START RECORDS
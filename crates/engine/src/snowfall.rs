//! Snow in three parallax layers.
//!
//! Far flakes are small, grey and slow; near flakes are large, white and
//! fast. Every flake sways sideways on its own sine phase and wraps around
//! the side edges.

use rand::rngs::StdRng;
use rand::seq::IndexedRandom;
use rand::Rng;

use crate::core::{Effect, EffectError, EffectMetadata, Simulation, SimulationEffect, Surface};
use crate::types::{palette, CellStyle, Density, Rgb};

const ID: &str = "snowfall";

#[derive(Debug, Clone, Copy, PartialEq)]
pub struct Config {
    pub density: Density,
    /// Global fall speed multiplier (cells/s per unit of layer speed).
    pub speed: f64,
    pub max_flakes: usize,
    pub fps: u32,
}

impl Default for Config {
    fn default() -> Self {
        Self {
            density: Density::Medium,
            speed: 10.0,
            max_flakes: 500,
            fps: 30,
        }
    }
}

impl Config {
    /// Chance per frame to spawn, and the spawn count range.
    fn spawn_policy(&self) -> (f64, std::ops::RangeInclusive<usize>) {
        match self.density {
            Density::Sparse => (0.3, 1..=2),
            Density::Medium => (1.0, 1..=5),
            Density::Dense => (1.0, 3..=10),
        }
    }
}

#[derive(Debug, Clone, Copy, PartialEq, Eq)]
pub enum Layer {
    Far,
    Middle,
    Near,
}

impl Layer {
    pub const ALL: [Layer; 3] = [Layer::Far, Layer::Middle, Layer::Near];

    fn glyphs(self) -> &'static [char] {
        match self {
            Layer::Far => &['·', '•', '.'],
            Layer::Middle => &['*', '❅', '·'],
            Layer::Near => &['❆', '❅', '*', '✻'],
        }
    }

    fn colors(self) -> &'static [Rgb] {
        match self {
            Layer::Far => &[palette::GRAY],
            Layer::Middle => &[palette::WHITE],
            Layer::Near => &[palette::WHITE, palette::LIGHT_BLUE],
        }
    }

    /// Layer speed range.
    pub fn speed(self) -> std::ops::Range<f64> {
        match self {
            Layer::Far => 0.5..1.0,
            Layer::Middle => 1.0..1.5,
            Layer::Near => 1.5..2.0,
        }
    }
}

#[derive(Debug, Clone, Copy, PartialEq)]
pub struct Flake {
    pub x: f64,
    pub y: f64,
    pub speed: f64,
    pub swing: f64,
    pub amplitude: f64,
    pub layer: Layer,
    pub glyph: char,
    pub color: Rgb,
}

pub struct Snowfall {
    config: Config,
    width: u16,
    height: u16,
    flakes: Vec<Flake>,
    rng: StdRng,
}

impl Snowfall {
    pub fn new(width: u16, height: u16, config: Config, rng: StdRng) -> Self {
        let mut snow = Self {
            config,
            width,
            height,
            flakes: Vec::new(),
            rng,
        };
        for _ in 0..height / 2 {
            let mut flake = snow.flake();
            flake.y = snow.rng.random_range(0..height.max(1)) as f64;
            snow.flakes.push(flake);
        }
        snow
    }

    pub fn flakes(&self) -> &[Flake] {
        &self.flakes
    }

    fn flake(&mut self) -> Flake {
        let layer = *Layer::ALL.choose(&mut self.rng).unwrap_or(&Layer::Middle);
        Flake {
            x: self.rng.random_range(0..self.width.max(1)) as f64,
            y: 0.0,
            speed: self.rng.random_range(layer.speed()),
            swing: self.rng.random::<f64>() * std::f64::consts::TAU,
            amplitude: self.rng.random_range(0.3..1.0),
            layer,
            glyph: *layer.glyphs().choose(&mut self.rng).unwrap_or(&'*'),
            color: *layer.colors().choose(&mut self.rng).unwrap_or(&palette::WHITE),
        }
    }

    fn spawn(&mut self) {
        let (chance, count) = self.config.spawn_policy();
        if self.rng.random::<f64>() >= chance {
            return;
        }
        let n = self.rng.random_range(count);
        for _ in 0..n {
            if self.flakes.len() >= self.config.max_flakes {
                break;
            }
            let flake = self.flake();
            self.flakes.push(flake);
        }
    }
}

impl Simulation for Snowfall {
    fn update(&mut self, dt: f64) {
        self.spawn();

        let width = self.width as f64;
        let height = self.height as f64;
        let speed = self.config.speed;
        self.flakes.retain_mut(|f| {
            f.y += f.speed * dt * speed;
            f.swing += dt * 2.0;
            f.x += f.swing.sin() * f.amplitude * dt * 5.0;
            if width > 0.0 {
                f.x = f.x.rem_euclid(width);
                if f.x >= width {
                    f.x = 0.0;
                }
            }
            f.y < height
        });
    }

    fn render(&self, surface: &mut dyn Surface) {
        for layer in Layer::ALL {
            for f in self.flakes.iter().filter(|f| f.layer == layer) {
                let mut style = CellStyle::fg(f.color);
                if layer == Layer::Near {
                    style = style.bold();
                }
                surface.set_cell(f.x as i32, f.y as i32, f.glyph, style);
            }
        }
    }

    fn resize(&mut self, width: u16, height: u16) {
        self.width = width;
        self.height = height;
    }
}

pub fn metadata() -> EffectMetadata {
    EffectMetadata::new(ID, "雪花飘落", "Snowfall")
        .description("美丽的雪花飘落效果,支持多层次雪花", "Beautiful snowfall with multiple layers")
        .long_description("远中近三层雪花以不同速度和大小飘落，并随正弦摆动左右飘移，营造景深。")
        .tags(&["自然", "冬天", "放松", "粒子"])
}

pub fn effect_with(config: Config) -> SimulationEffect<Snowfall> {
    SimulationEffect::new(metadata(), config.fps, move |w, h| {
        if w == 0 || h == 0 {
            return Err(EffectError::surface_too_small(w, h, 1, 1));
        }
        Ok(Snowfall::new(w, h, config, crate::os_rng()))
    })
}

pub fn effect() -> Box<dyn Effect> {
    Box::new(effect_with(Config::default()))
}
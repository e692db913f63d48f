//! Code typed out line by line with light syntax colouring.
//!
//! A new line starts at the top every interval and pushes the older ones
//! down; lines that fall off the bottom are dropped.

use rand::rngs::StdRng;
use rand::seq::IndexedRandom;
use rand::Rng;

use crate::core::{Effect, EffectError, EffectMetadata, Simulation, SimulationEffect, Surface};
use crate::types::{palette, CellStyle, Rgb};

const ID: &str = "typewriter-code";

const TEMPLATES: [&str; 25] = [
    "func main() {",
    "    for i := 0; i < 10; i++ {",
    "        fmt.Println(i)",
    "    }",
    "}",
    "package main",
    "import \"fmt\"",
    "class Example:",
    "    def __init__(self):",
    "        self.value = 42",
    "    def process(self):",
    "        return self.value * 2",
    "const express = require('express');",
    "const app = express();",
    "app.get('/', (req, res) => {",
    "    res.send('Hello World!');",
    "});",
    "if err != nil {",
    "    return err",
    "for _, item := range items {",
    "    process(item)",
    "let result = data.filter(x => x > 0)",
    "async function fetchData() {",
    "    const response = await fetch(url);",
    "    return response.json();",
];

const KEYWORDS: [&str; 11] = [
    "func", "for", "if", "return", "class", "def", "const", "let", "async", "import", "package",
];

const CURSOR: char = '▌';

#[derive(Debug, Clone, Copy, PartialEq)]
pub struct Config {
    /// Characters per second at speed factor 1.
    pub typing_speed: f64,
    /// Seconds between new lines.
    pub line_interval: f64,
    pub fps: u32,
}

impl Default for Config {
    fn default() -> Self {
        Self {
            typing_speed: 20.0,
            line_interval: 0.5,
            fps: 30,
        }
    }
}

#[derive(Debug, Clone, PartialEq)]
pub struct CodeLine {
    pub chars: Vec<char>,
    pub y: i32,
    /// Characters typed so far, fractional.
    pub progress: f64,
    /// Per-line speed factor.
    pub speed: f64,
}

impl CodeLine {
    pub fn new(text: &str, speed: f64) -> Self {
        Self {
            chars: text.chars().collect(),
            y: 0,
            progress: 0.0,
            speed,
        }
    }

    pub fn typed(&self) -> usize {
        (self.progress as usize).min(self.chars.len())
    }

    pub fn is_finished(&self) -> bool {
        self.typed() == self.chars.len()
    }
}

/// Colour of the character at `pos`. Keyword matches are prefix matches
/// starting at `pos`.
pub fn color_at(chars: &[char], pos: usize) -> Rgb {
    let rest = &chars[pos..];
    let is_keyword = KEYWORDS.iter().any(|k| {
        k.chars().count() <= rest.len() && k.chars().zip(rest).all(|(a, b)| a == *b)
    });
    if is_keyword {
        return palette::YELLOW;
    }
    match chars[pos] {
        '"' | '\'' => palette::GREEN,
        '0'..='9' => palette::LIGHT_CYAN,
        '(' | ')' | '{' | '}' | '[' | ']' => palette::PURPLE,
        _ => palette::WHITE,
    }
}

pub struct Typewriter {
    config: Config,
    width: u16,
    height: u16,
    lines: Vec<CodeLine>,
    since_line: f64,
    rng: StdRng,
}

impl Typewriter {
    pub fn new(width: u16, height: u16, config: Config, rng: StdRng) -> Self {
        Self {
            config,
            width,
            height,
            lines: Vec::new(),
            since_line: 0.0,
            rng,
        }
    }

    pub fn lines(&self) -> &[CodeLine] {
        &self.lines
    }

    /// Start a line at the top, shifting the rest down.
    pub fn push_line(&mut self, line: CodeLine) {
        let height = self.height as i32;
        self.lines.retain(|l| l.y + 1 < height);
        for l in &mut self.lines {
            l.y += 1;
        }
        self.lines.insert(0, line);
    }

    fn random_line(&mut self) -> CodeLine {
        let text = TEMPLATES.choose(&mut self.rng).copied().unwrap_or("");
        let speed = self.rng.random_range(0.8..1.2);
        CodeLine::new(text, speed)
    }
}

impl Simulation for Typewriter {
    fn update(&mut self, dt: f64) {
        self.since_line += dt;
        if self.since_line >= self.config.line_interval {
            self.since_line = 0.0;
            let line = self.random_line();
            self.push_line(line);
        }

        let cps = self.config.typing_speed;
        for line in self.lines.iter_mut().filter(|l| !l.is_finished()) {
            line.progress = (line.progress + dt * cps * line.speed).min(line.chars.len() as f64);
        }
    }

    fn render(&self, surface: &mut dyn Surface) {
        let width = self.width as i32;
        for line in &self.lines {
            let typed = line.typed();
            let finished = line.is_finished();
            for i in 0..typed.min(self.width as usize) {
                let mut style = CellStyle::fg(color_at(&line.chars, i));
                if i + 1 == typed && !finished {
                    style = style.bold();
                }
                surface.set_cell(i as i32, line.y, line.chars[i], style);
            }
            if !finished && (typed as i32) < width {
                let cursor = CellStyle::fg(palette::WHITE).bold();
                surface.set_cell(typed as i32, line.y, CURSOR, cursor);
            }
        }
    }

    fn resize(&mut self, width: u16, height: u16) {
        self.width = width;
        self.height = height;
        let h = height as i32;
        self.lines.retain(|l| l.y < h);
    }
}

pub fn metadata() -> EffectMetadata {
    EffectMetadata::new(ID, "打字机代码雨", "Typewriter Code")
        .description(
            "模拟打字机逐字显示代码的效果",
            "Simulates typewriter-style code display character by character",
        )
        .long_description("多种编程语言的代码片段逐字符打出，带简单语法高亮和闪烁光标，新行从顶部不断涌入。")
        .tags(&["代码", "动画", "编程", "打字"])
}

pub fn effect_with(config: Config) -> SimulationEffect<Typewriter> {
    SimulationEffect::new(metadata(), config.fps, move |w, h| {
        if w == 0 || h == 0 {
            return Err(EffectError::surface_too_small(w, h, 1, 1));
        }
        Ok(Typewriter::new(w, h, config, crate::os_rng()))
    })
}

pub fn effect() -> Box<dyn Effect> {
    Box::new(effect_with(Config::default()))
}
END RECORDS
WHAT THE TASK REQUIRES
Gather each line of the listing containing the word "amplitude" and show it.

RESULT BELOW
    pub amplitude: f64,
            amplitude: self.rng.random_range(0.3..1.0),
            f.x += f.swing.sin() * f.amplitude * dt * 5.0;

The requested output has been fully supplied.